Au total, nous produisons collectivement trois à quatre fois plus d’objets et de services. Le bien-être de la population a-t-il évolué en parallèle? Certes pas, tous les indicateurs, objectifs et subjectifs, montrent que la majorité de nos contemporains se sentent moins bien dans leur peau que leurs parents vivant durant les «Trente glorieuses». C’est en partie dû à l’augmentation des inégalités: le partage de la richesse s’est modifié et les millions de travailleurs ont vu leur part passer de 72% à 62% tandis que quelques milliers d‘actionnaires ont vu la leur passer de 28% à 38% [1].

Cette injustice n’explique pas à elle seule le rejet croissant vis-à-vis de l’emploi salarié constaté aujourd’hui. Accroître la productivité a nécessité une augmentation des cadences, une division du travail qui lui a fait perdre son autonomie. Trop souvent le travail ne produit plus de la valeur d’usage pour la société, mais de la valeur d’échange pour les actionnaires. Beaucoup ont le sentiment de ne plus avoir des outils à leur service mais d’être devenus des outils au service de la méga-machine industrielle productiviste. Maladies psychosomatiques et burn-out sont les symptômes de cette pression et insatisfaction.

Si l’emploi procure toujours revenu et rang social, c’est à contrecoeur que beaucoup se soumettent à cette logique. Certains, même, sont prêts à prendre des risques pour redonner sens à leurs activités quotidiennes. Des «échappés du travail» réduisent leurs heures de turbin ou vont jusqu’à l’abandonner complètement pour se consacrer à des activités qui correspondent à ce qu’ils croient juste, et donnent ainsi sens à leur vie.

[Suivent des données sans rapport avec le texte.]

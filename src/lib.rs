//! License registration for desktop applications.
//!
//! [`RegistrationService`](licensing::RegistrationService) verifies and stores
//! licenses and reports every change of the licensing state through a
//! callback. [`AppLicensing`](licensing::AppLicensing) wires it to file
//! storage and a trial period; with the `desktop` feature the state is
//! exposed to a Tauri webview.

pub mod licensing;

pub use licensing::{
    AppLicensing, HandlesRegistering, License, LicenseChangeBroadcaster, LicenseError,
    LicenseInformation, LicenseVerifier, LicensingConfig, NotificationCenter, RegistrationService,
    TrialPeriod,
};
use crate::licensing::config::LicensingConfig;
use crate::licensing::information::LicenseInformationProvider;
use crate::licensing::ports::{
    Clock, HandlesRegistering, LicenseVerifier, ProvidesLicenseInformation, ProvidesTrial,
    SystemClock,
};
use crate::licensing::registration::RegistrationService;
use crate::licensing::storage::LicenseStore;
use crate::licensing::trial::TrialProvider;
use crate::licensing::types::{LicenseError, LicenseInformation, LicenseSummary};
use std::sync::Arc;

type Information<C> = LicenseInformationProvider<Arc<LicenseStore>, Arc<TrialProvider<C>>>;
type Registration<V, C> =
    RegistrationService<V, Arc<LicenseStore>, Information<C>, Arc<TrialProvider<C>>>;

/// Licensing for one application: storage, trial and registration wired together
pub struct AppLicensing<V, C = SystemClock> {
    store: Arc<LicenseStore>,
    trial: Arc<TrialProvider<C>>,
    information: Information<C>,
    registration: Registration<V, C>,
    change_callback: Arc<dyn Fn(LicenseInformation) + Send + Sync>,
}

impl<V: LicenseVerifier> AppLicensing<V, SystemClock> {
    /// Open licensing data in the platform data dir and start the trial on
    /// first launch
    pub fn set_up<F, G>(
        config: LicensingConfig,
        verifier: V,
        on_change: F,
        on_invalid_license: G,
    ) -> Result<Self, LicenseError>
    where
        F: Fn(LicenseInformation) + Send + Sync + 'static,
        G: Fn(&str, &str) + Send + Sync + 'static,
    {
        config.validate()?;

        let dir = config.data_dir()?;
        let store = LicenseStore::open(dir.join(&config.license_file))?;
        let trial = TrialProvider::open(dir.join(&config.trial_file))?;

        Self::with_components(config, store, trial, verifier, on_change, on_invalid_license)
    }
}

impl<V: LicenseVerifier, C: Clock> AppLicensing<V, C> {
    pub fn with_components<F, G>(
        config: LicensingConfig,
        store: LicenseStore,
        trial: TrialProvider<C>,
        verifier: V,
        on_change: F,
        on_invalid_license: G,
    ) -> Result<Self, LicenseError>
    where
        F: Fn(LicenseInformation) + Send + Sync + 'static,
        G: Fn(&str, &str) + Send + Sync + 'static,
    {
        config.validate()?;
        trial.start_trial(config.trial_days)?;

        let store = Arc::new(store);
        let trial = Arc::new(trial);
        let change_callback: Arc<dyn Fn(LicenseInformation) + Send + Sync> = Arc::new(on_change);

        let registration = RegistrationService::new(
            verifier,
            store.clone(),
            LicenseInformationProvider::new(store.clone(), trial.clone()),
            trial.clone(),
            {
                let change_callback = change_callback.clone();
                Box::new(move |info: LicenseInformation| change_callback(info))
            },
            Box::new(on_invalid_license),
        );

        Ok(Self {
            information: LicenseInformationProvider::new(store.clone(), trial.clone()),
            store,
            trial,
            registration,
            change_callback,
        })
    }

    /// Report the current state to the change callback once, e.g. after
    /// the UI is ready
    pub fn start_up(&self) {
        let current = self.current_license_information();
        log::info!("Licensing started: {:?}", current);
        (self.change_callback)(current);
    }

    pub fn current_license_information(&self) -> LicenseInformation {
        self.information.current_license_information()
    }

    pub fn register(&self, name: &str, license_code: &str) {
        self.registration.register(name, license_code)
    }

    pub fn unregister(&self) {
        self.registration.unregister()
    }

    /// Days left in the trial, `None` once registered
    pub fn trial_days_left(&self) -> Option<i64> {
        if self.store.load().is_some() {
            return None;
        }

        self.trial.days_left()
    }

    /// Whether the app may be used: registered or trial remaining
    pub fn can_use_app(&self) -> bool {
        self.store.load().is_some() || self.trial.current_trial_period().is_some()
    }

    pub fn summary(&self) -> LicenseSummary {
        LicenseSummary {
            information: self.current_license_information(),
            trial_days_remaining: self.trial_days_left(),
            can_use_app: self.can_use_app(),
        }
    }
}

impl<V: LicenseVerifier, C: Clock> HandlesRegistering for AppLicensing<V, C> {
    fn register(&self, name: &str, license_code: &str) {
        AppLicensing::register(self, name, license_code)
    }
}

L’avenir n’est pas plus réjouissant. L’informatisation, la numérisation, l’intelligence artificielle vont accélérer le remplacement des femmes et des hommes par des machines: de 10 à 50% des emplois pourraient disparaître dans les 30 années qui viennent. D’autre part, la crise écologique et les limites environnementales aujourd’hui atteintes font que l’on ne pourra poursuivre la fuite en avant du «toujours plus». Dans nos contrées, nous vivons déjà dans une ère d’abondance matérielle et seule l’injuste répartition de la richesse et les diktats de la publicité et des médias empêchent la majorité d’en prendre conscience.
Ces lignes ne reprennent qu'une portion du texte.